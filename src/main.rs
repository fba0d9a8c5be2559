use anyhow::Context;
use clap::Parser;
use solidview_lib::{Config, Locale, ProblemInterpreter};
use std::io::Read;
use std::path::PathBuf;
use std::process::ExitCode;
use tracing_subscriber::EnvFilter;

/// Interpret a solid-geometry problem and print the figure description as JSON.
#[derive(Parser, Debug)]
#[command(name = "solidview", version, about)]
struct Cli {
    /// Problem text. Read from stdin when omitted.
    problem: Option<String>,

    /// TOML config file. Environment variables (and `.env`) are used otherwise.
    #[arg(short, long)]
    config: Option<PathBuf>,

    /// Prompt and error-message language: `en` or `zh-CN`.
    #[arg(short, long)]
    locale: Option<Locale>,

    /// Print the schema on a single line.
    #[arg(long)]
    compact: bool,
}

fn load_config(cli: &Cli) -> anyhow::Result<Config> {
    let config = match &cli.config {
        Some(path) => Config::from_toml_file(path)
            .with_context(|| format!("loading {}", path.display()))?,
        None => Config::from_env().context("loading configuration from environment")?,
    };
    Ok(match cli.locale {
        Some(locale) => config.with_locale(locale),
        None => config,
    })
}

fn read_problem(cli: &Cli) -> anyhow::Result<String> {
    match &cli.problem {
        Some(problem) => Ok(problem.clone()),
        None => {
            let mut problem = String::new();
            std::io::stdin()
                .read_to_string(&mut problem)
                .context("reading problem from stdin")?;
            Ok(problem)
        }
    }
}

#[tokio::main]
async fn main() -> ExitCode {
    tracing_subscriber::fmt()
        .with_env_filter(
            EnvFilter::try_from_default_env().unwrap_or_else(|_| EnvFilter::new("info")),
        )
        .with_writer(std::io::stderr)
        .init();

    let cli = Cli::parse();

    let (config, problem) = match load_config(&cli).and_then(|c| Ok((c, read_problem(&cli)?))) {
        Ok(loaded) => loaded,
        Err(e) => {
            eprintln!("{:#}", e);
            return ExitCode::FAILURE;
        }
    };

    let interpreter = match ProblemInterpreter::from_config(&config) {
        Ok(interpreter) => interpreter,
        Err(e) => {
            eprintln!("{}", e.localized_message(config.locale));
            return ExitCode::FAILURE;
        }
    };

    match interpreter.interpret(&problem).await {
        Ok(schema) => {
            let rendered = if cli.compact {
                serde_json::to_string(&schema)
            } else {
                serde_json::to_string_pretty(&schema)
            };
            match rendered {
                Ok(json) => {
                    println!("{}", json);
                    ExitCode::SUCCESS
                }
                Err(e) => {
                    eprintln!("Failed to serialize geometry: {}", e);
                    ExitCode::FAILURE
                }
            }
        }
        Err(e) => {
            eprintln!("{}", e.localized_message(config.locale));
            ExitCode::FAILURE
        }
    }
}
use serde::{Deserialize, Serialize};
use std::fmt;
use std::path::Path;
use std::str::FromStr;
use std::time::Duration;
use thiserror::Error;

pub const DEFAULT_USER: &str = "geometry_user";
pub const DEFAULT_TIMEOUT_MS: u64 = 60_000;
pub const CHAT_MESSAGES_PATH: &str = "/chat-messages";

#[derive(Debug, Error)]
pub enum ConfigError {
    #[error("Missing required environment variables: {0}")]
    MissingVariables(String),
    #[error("Invalid value for {key}: {value}")]
    InvalidValue { key: String, value: String },
    #[error("Failed to read config file: {0}")]
    Io(#[from] std::io::Error),
    #[error("Failed to parse config file: {0}")]
    Toml(#[from] toml::de::Error),
}

/// Language of the prompt template and of user-facing error messages.
#[derive(Serialize, Deserialize, Debug, Clone, Copy, PartialEq, Eq, Default)]
pub enum Locale {
    #[serde(rename = "en")]
    En,
    #[default]
    #[serde(rename = "zh-CN")]
    ZhCn,
}

impl FromStr for Locale {
    type Err = ConfigError;

    fn from_str(s: &str) -> Result<Self, Self::Err> {
        match s.trim().to_ascii_lowercase().as_str() {
            "en" | "en-us" | "en_us" => Ok(Locale::En),
            "zh" | "zh-cn" | "zh_cn" => Ok(Locale::ZhCn),
            _ => Err(ConfigError::InvalidValue {
                key: "locale".to_string(),
                value: s.to_string(),
            }),
        }
    }
}

impl fmt::Display for Locale {
    fn fmt(&self, f: &mut fmt::Formatter<'_>) -> fmt::Result {
        match self {
            Locale::En => f.write_str("en"),
            Locale::ZhCn => f.write_str("zh-CN"),
        }
    }
}

/// Connection settings for the completion endpoint.
///
/// `base_url` and `api_key` are passed through as given; checking that they
/// are well formed is left to whoever supplies them.
#[derive(Serialize, Deserialize, Clone)]
pub struct Config {
    pub base_url: String,
    pub api_key: String,
    #[serde(default = "default_user")]
    pub user: String,
    #[serde(default = "default_timeout_ms")]
    pub timeout_ms: u64,
    #[serde(default)]
    pub locale: Locale,
}

fn default_user() -> String {
    DEFAULT_USER.to_string()
}

fn default_timeout_ms() -> u64 {
    DEFAULT_TIMEOUT_MS
}

impl fmt::Debug for Config {
    fn fmt(&self, f: &mut fmt::Formatter<'_>) -> fmt::Result {
        f.debug_struct("Config")
            .field("base_url", &self.base_url)
            .field("api_key", &"<redacted>")
            .field("user", &self.user)
            .field("timeout_ms", &self.timeout_ms)
            .field("locale", &self.locale)
            .finish()
    }
}

impl Config {
    pub fn new(base_url: impl Into<String>, api_key: impl Into<String>) -> Self {
        Self {
            base_url: base_url.into(),
            api_key: api_key.into(),
            user: default_user(),
            timeout_ms: DEFAULT_TIMEOUT_MS,
            locale: Locale::default(),
        }
    }

    /// Reads `API_URL` and `API_KEY` (required) plus the optional
    /// `API_USER`, `API_TIMEOUT_MS` and `SOLIDVIEW_LOCALE`. A `.env` file in
    /// the working directory is loaded first when present.
    pub fn from_env() -> Result<Self, ConfigError> {
        dotenv::dotenv().ok();

        let required_vars = ["API_URL", "API_KEY"];
        let missing_vars: Vec<&str> = required_vars
            .iter()
            .copied()
            .filter(|var| std::env::var(var).map_or(true, |v| v.trim().is_empty()))
            .collect();
        if !missing_vars.is_empty() {
            return Err(ConfigError::MissingVariables(missing_vars.join(", ")));
        }

        let mut config = Self::new(
            std::env::var("API_URL").unwrap_or_default(),
            std::env::var("API_KEY").unwrap_or_default(),
        );

        if let Ok(user) = std::env::var("API_USER") {
            config.user = user;
        }

        if let Ok(timeout) = std::env::var("API_TIMEOUT_MS") {
            config.timeout_ms = timeout.trim().parse().map_err(|_| ConfigError::InvalidValue {
                key: "API_TIMEOUT_MS".to_string(),
                value: timeout.clone(),
            })?;
        }

        if let Ok(locale) = std::env::var("SOLIDVIEW_LOCALE") {
            config.locale = locale.parse()?;
        }

        Ok(config)
    }

    pub fn from_toml_file(path: impl AsRef<Path>) -> Result<Self, ConfigError> {
        let content = std::fs::read_to_string(path)?;
        Ok(toml::from_str(&content)?)
    }

    pub fn with_user(mut self, user: impl Into<String>) -> Self {
        self.user = user.into();
        self
    }

    pub fn with_timeout(mut self, timeout: Duration) -> Self {
        self.timeout_ms = u64::try_from(timeout.as_millis()).unwrap_or(u64::MAX);
        self
    }

    pub fn with_locale(mut self, locale: Locale) -> Self {
        self.locale = locale;
        self
    }

    pub fn timeout(&self) -> Duration {
        Duration::from_millis(self.timeout_ms)
    }

    pub fn endpoint(&self) -> String {
        format!(
            "{}{}",
            self.base_url.trim_end_matches('/'),
            CHAT_MESSAGES_PATH
        )
    }
}
use thiserror::Error;

#[derive(Error, Debug, Clone, PartialEq, Eq)]
pub enum CleanerError {
    #[error("Input is empty after cleaning")]
    EmptyInput,
    #[error("Input exceeds maximum length: {0}")]
    TooLong(usize),
}

pub struct Cleaner;

impl Cleaner {
    const MAX_LENGTH: usize = 10000;

    /// Trims every line and drops blank ones. Non-ASCII text is kept as-is,
    /// most problems arrive in Chinese.
    pub fn clean(input: &str) -> Result<String, CleanerError> {
        if input.trim().is_empty() {
            return Err(CleanerError::EmptyInput);
        }

        let cleaned = input
            .lines()
            .map(|line| line.trim())
            .filter(|line| !line.is_empty())
            .collect::<Vec<_>>()
            .join("\n");

        let length = cleaned.chars().count();
        if length > Self::MAX_LENGTH {
            return Err(CleanerError::TooLong(length));
        }

        Ok(cleaned)
    }
}

#[cfg(test)]
mod tests {
    use super::*;

    #[test]
    fn clean_rejects_blank_input() {
        assert_eq!(Cleaner::clean(""), Err(CleanerError::EmptyInput));
        assert_eq!(Cleaner::clean("  \n\t "), Err(CleanerError::EmptyInput));
    }

    #[test]
    fn clean_keeps_chinese_text() {
        let cleaned = Cleaner::clean("  在正方体ABCD-A1B1C1D1中，\n\n  E是CC1的中点  ").unwrap();
        assert_eq!(cleaned, "在正方体ABCD-A1B1C1D1中，\nE是CC1的中点");
    }

    #[test]
    fn clean_rejects_oversized_input() {
        let input = "棱".repeat(10001);
        assert_eq!(Cleaner::clean(&input), Err(CleanerError::TooLong(10001)));
    }
}
//! Checks a parsed model answer against the geometry schema and builds the
//! typed [`GeometrySchema`]. Stops at the first violation.

use crate::config::Locale;
use crate::geometry::{Coordinates, Dimensions, GeometrySchema, GeometryType, HelperLine, Point};
use serde_json::{Map, Value};
use std::collections::HashSet;
use thiserror::Error;
use tracing::debug;

#[derive(Debug, Error, Clone, PartialEq)]
pub enum ValidationError {
    #[error("Expected a JSON object")]
    NotAnObject,
    #[error("Missing geometry type")]
    MissingGeometryType,
    #[error("Missing dimensions")]
    MissingDimensions,
    #[error("Malformed dimensions: expected an object")]
    MalformedDimensions,
    #[error("Dimension `{field}` must be a number")]
    MalformedDimension { field: String },
    #[error("Missing or malformed points")]
    MissingPoints,
    #[error("Point #{index} has no name")]
    MissingPointName { index: usize },
    #[error("Malformed coordinates for point `{point}`")]
    MalformedCoordinates { point: String },
    #[error("Duplicate point `{name}`")]
    DuplicatePoint { name: String },
    #[error("Malformed helper lines: expected an array")]
    MalformedHelperLines,
    #[error("Malformed start or end for helper line #{index}")]
    MalformedHelperLine { index: usize },
    #[error("Unsupported geometry type: {name}")]
    UnsupportedGeometryType { name: String },
}

impl ValidationError {
    /// Name of the schema field the violation refers to.
    pub fn field(&self) -> &'static str {
        match self {
            ValidationError::NotAnObject => "",
            ValidationError::MissingGeometryType
            | ValidationError::UnsupportedGeometryType { .. } => "geometryType",
            ValidationError::MissingDimensions
            | ValidationError::MalformedDimensions
            | ValidationError::MalformedDimension { .. } => "dimensions",
            ValidationError::MissingPoints
            | ValidationError::MissingPointName { .. }
            | ValidationError::MalformedCoordinates { .. }
            | ValidationError::DuplicatePoint { .. } => "points",
            ValidationError::MalformedHelperLines | ValidationError::MalformedHelperLine { .. } => {
                "helperLines"
            }
        }
    }

    pub fn localized_message(&self, locale: Locale) -> String {
        match locale {
            Locale::En => self.to_string(),
            Locale::ZhCn => match self {
                ValidationError::NotAnObject => "返回内容不是JSON对象".to_string(),
                ValidationError::MissingGeometryType => "缺少几何体类型".to_string(),
                ValidationError::MissingDimensions => "缺少尺寸信息".to_string(),
                ValidationError::MalformedDimensions => "尺寸信息格式错误".to_string(),
                ValidationError::MalformedDimension { field } => {
                    format!("尺寸{}必须是数字", field)
                }
                ValidationError::MissingPoints => "缺少点坐标信息或格式错误".to_string(),
                ValidationError::MissingPointName { index } => {
                    format!("第{}个点缺少名称", index + 1)
                }
                ValidationError::MalformedCoordinates { point } => {
                    format!("点{}的坐标格式错误", point)
                }
                ValidationError::DuplicatePoint { name } => format!("点{}重复出现", name),
                ValidationError::MalformedHelperLines => "辅助线格式错误".to_string(),
                ValidationError::MalformedHelperLine { index } => {
                    format!("第{}条辅助线的坐标格式错误", index + 1)
                }
                ValidationError::UnsupportedGeometryType { name } => {
                    format!("不支持的几何体类型：{}", name)
                }
            },
        }
    }
}

pub fn validate(value: &Value) -> Result<GeometrySchema, ValidationError> {
    let object = value.as_object().ok_or(ValidationError::NotAnObject)?;

    let type_name = object
        .get("geometryType")
        .and_then(Value::as_str)
        .map(str::trim)
        .filter(|name| !name.is_empty())
        .ok_or(ValidationError::MissingGeometryType)?;

    let resolved_type = GeometryType::from_alias(type_name);

    let dimensions = validate_dimensions(object, resolved_type)?;
    let points = validate_points(object)?;
    let helper_lines = validate_helper_lines(object)?;

    let geometry_type = resolved_type.ok_or_else(|| ValidationError::UnsupportedGeometryType {
        name: type_name.to_string(),
    })?;

    let description = object
        .get("description")
        .and_then(Value::as_str)
        .map(str::to_string);

    Ok(GeometrySchema::new(
        geometry_type,
        dimensions,
        points,
        helper_lines,
        description,
    ))
}

/// Only the keys the solid is drawn from must be numeric. Anything else the
/// model adds (a unit, a note) is skipped.
fn validate_dimensions(
    object: &Map<String, Value>,
    geometry_type: Option<GeometryType>,
) -> Result<Dimensions, ValidationError> {
    let entries = match object.get("dimensions") {
        None | Some(Value::Null) => return Err(ValidationError::MissingDimensions),
        Some(Value::Object(entries)) => entries,
        Some(_) => return Err(ValidationError::MalformedDimensions),
    };

    let is_drawn_from = |field: &str| {
        geometry_type.map_or(false, |kind| {
            kind.dimension_keys().iter().any(|&(key, _)| key == field)
        })
    };

    let mut dimensions = Dimensions::new();
    for (field, value) in entries {
        match value.as_f64() {
            Some(number) => dimensions.insert(field.clone(), number),
            // absent and null entries fall back to defaults when rendered
            None if value.is_null() => continue,
            None if is_drawn_from(field) => {
                return Err(ValidationError::MalformedDimension {
                    field: field.clone(),
                })
            }
            None => debug!(field = %field, value = %value, "Skipping non-numeric dimension"),
        }
    }

    Ok(dimensions)
}

fn validate_points(object: &Map<String, Value>) -> Result<Vec<Point>, ValidationError> {
    let raw_points = object
        .get("points")
        .and_then(Value::as_array)
        .ok_or(ValidationError::MissingPoints)?;

    let mut seen = HashSet::new();
    let mut points = Vec::with_capacity(raw_points.len());

    for (index, raw) in raw_points.iter().enumerate() {
        let name = raw
            .get("name")
            .and_then(Value::as_str)
            .ok_or(ValidationError::MissingPointName { index })?;

        let coordinates = parse_coordinates(raw.get("coordinates")).ok_or_else(|| {
            ValidationError::MalformedCoordinates {
                point: name.to_string(),
            }
        })?;

        if !seen.insert(name) {
            return Err(ValidationError::DuplicatePoint {
                name: name.to_string(),
            });
        }

        points.push(Point {
            name: name.to_string(),
            coordinates,
        });
    }

    Ok(points)
}

fn validate_helper_lines(object: &Map<String, Value>) -> Result<Vec<HelperLine>, ValidationError> {
    let raw_lines = match object.get("helperLines") {
        None | Some(Value::Null) => return Ok(Vec::new()),
        Some(Value::Array(lines)) => lines,
        Some(_) => return Err(ValidationError::MalformedHelperLines),
    };

    raw_lines
        .iter()
        .enumerate()
        .map(|(index, raw)| {
            let start = parse_coordinates(raw.get("start"));
            let end = parse_coordinates(raw.get("end"));
            let (Some(start), Some(end)) = (start, end) else {
                return Err(ValidationError::MalformedHelperLine { index });
            };

            let color = match raw.get("color") {
                Some(Value::String(color)) => Some(color.clone()),
                Some(Value::Number(color)) => Some(color.to_string()),
                _ => None,
            };

            Ok(HelperLine {
                start,
                end,
                color,
                description: raw
                    .get("description")
                    .and_then(Value::as_str)
                    .map(str::to_string),
            })
        })
        .collect()
}

/// Exactly three numeric components, or nothing.
fn parse_coordinates(value: Option<&Value>) -> Option<Coordinates> {
    match value?.as_array()?.as_slice() {
        [x, y, z] => Some([x.as_f64()?, y.as_f64()?, z.as_f64()?]),
        _ => None,
    }
}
* * *
= Instructions to follow =
Pull out every line above that holds the word "insert".

= Task result =
            Some(number) => dimensions.insert(field.clone(), number),
        if !seen.insert(name) {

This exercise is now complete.